■ **Task brief**: In the material below, find every line containing "second" and copy that line.

*** Source data ***

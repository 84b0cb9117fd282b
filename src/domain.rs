/// URL classification and display names for Tab Wise
use url::Url;

/// Brand names for domains whose second-level label reads poorly
const KNOWN_DOMAINS: [(&str, &str); 10] = [
    ("google.com", "Google"),
    ("youtube.com", "YouTube"),
    ("github.com", "GitHub"),
    ("stackoverflow.com", "Stack Overflow"),
    ("facebook.com", "Facebook"),
    ("twitter.com", "Twitter"),
    ("linkedin.com", "LinkedIn"),
    ("reddit.com", "Reddit"),
    ("amazon.com", "Amazon"),
    ("netflix.com", "Netflix"),
];

pub const CHROME_GROUP: &str = "Chrome";
pub const LOCAL_FILES_GROUP: &str = "Local Files";
pub const OTHER_GROUP: &str = "Other";

/// Grey square shown when a tab or group has no favicon
pub const DEFAULT_FAVICON: &str = "data:image/svg+xml,<svg xmlns=\"http://www.w3.org/2000/svg\" viewBox=\"0 0 16 16\"><rect width=\"16\" height=\"16\" fill=\"%23ddd\"/></svg>";

/// What a tab URL points at, as far as domain grouping cares
#[derive(Debug, Clone, PartialEq, Eq)]
pub enum UrlKind {
    /// chrome:// and chrome-extension:// pages
    Browser,
    /// file:// URLs
    LocalFile,
    /// Anything with a hostname, `www.` already stripped
    Web(String),
    /// Not a URL at all, or a URL without a host
    Unparsable,
}

/// Parse a tab URL, returning None for anything the URL parser rejects
pub fn parse_url(raw: &str) -> Option<Url> {
    Url::parse(raw.trim()).ok()
}

/// Classify a tab URL
///
/// Scheme checks run before host extraction, so `chrome://newtab` is a
/// browser page even though it has a host.
pub fn classify_url(raw: &str) -> UrlKind {
    let Some(url) = parse_url(raw) else {
        return UrlKind::Unparsable;
    };

    match url.scheme() {
        "chrome" | "chrome-extension" => UrlKind::Browser,
        "file" => UrlKind::LocalFile,
        _ => match url.host_str() {
            Some(host) if !host.is_empty() => UrlKind::Web(strip_www(host).to_string()),
            _ => UrlKind::Unparsable,
        },
    }
}

/// Remove one leading `www.` label
pub fn strip_www(host: &str) -> &str {
    host.strip_prefix("www.").unwrap_or(host)
}

/// Display name of the domain group a URL falls into
///
/// Examples:
/// - chrome://extensions → Chrome
/// - file:///home/x.html → Local Files
/// - https://www.github.com/rust-lang → GitHub
/// - https://blog.example.com → Example
/// - "" → Other
pub fn domain_group_name(raw: &str) -> String {
    match classify_url(raw) {
        UrlKind::Browser => CHROME_GROUP.to_string(),
        UrlKind::LocalFile => LOCAL_FILES_GROUP.to_string(),
        UrlKind::Web(host) => prettify_domain(&host),
        UrlKind::Unparsable => OTHER_GROUP.to_string(),
    }
}

/// Turn a bare domain into a readable label
///
/// Algorithm:
/// 1. Known brands map straight to their name (github.com → GitHub)
/// 2. Otherwise split on "."
/// 3. With three or more labels take the second-to-last, else the first
/// 4. Capitalize its first letter
///
/// The second-to-last rule means `bbc.co.uk` reads as "Co"; callers live with it.
pub fn prettify_domain(domain: &str) -> String {
    if let Some((_, name)) = KNOWN_DOMAINS.iter().find(|(known, _)| *known == domain) {
        return name.to_string();
    }

    let parts: Vec<&str> = domain.split('.').collect();
    let main = if parts.len() > 2 {
        parts[parts.len() - 2]
    } else {
        parts[0]
    };

    capitalize(main)
}

/// Uppercase the first character, leave the rest alone
pub fn capitalize(word: &str) -> String {
    let mut chars = word.chars();
    match chars.next() {
        Some(first) => first.to_uppercase().chain(chars).collect(),
        None => String::new(),
    }
}

/// Favicon to render for a tab or group
pub fn favicon_or_default(favicon: Option<&str>) -> &str {
    match favicon {
        Some(icon) if !icon.trim().is_empty() => icon,
        _ => DEFAULT_FAVICON,
    }
}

*** End of Source data ***

■ **Task response**:
/// Brand names for domains whose second-level label reads poorly
/// 3. With three or more labels take the second-to-last, else the first
/// The second-to-last rule means `bbc.co.uk` reads as "Co"; callers live with it.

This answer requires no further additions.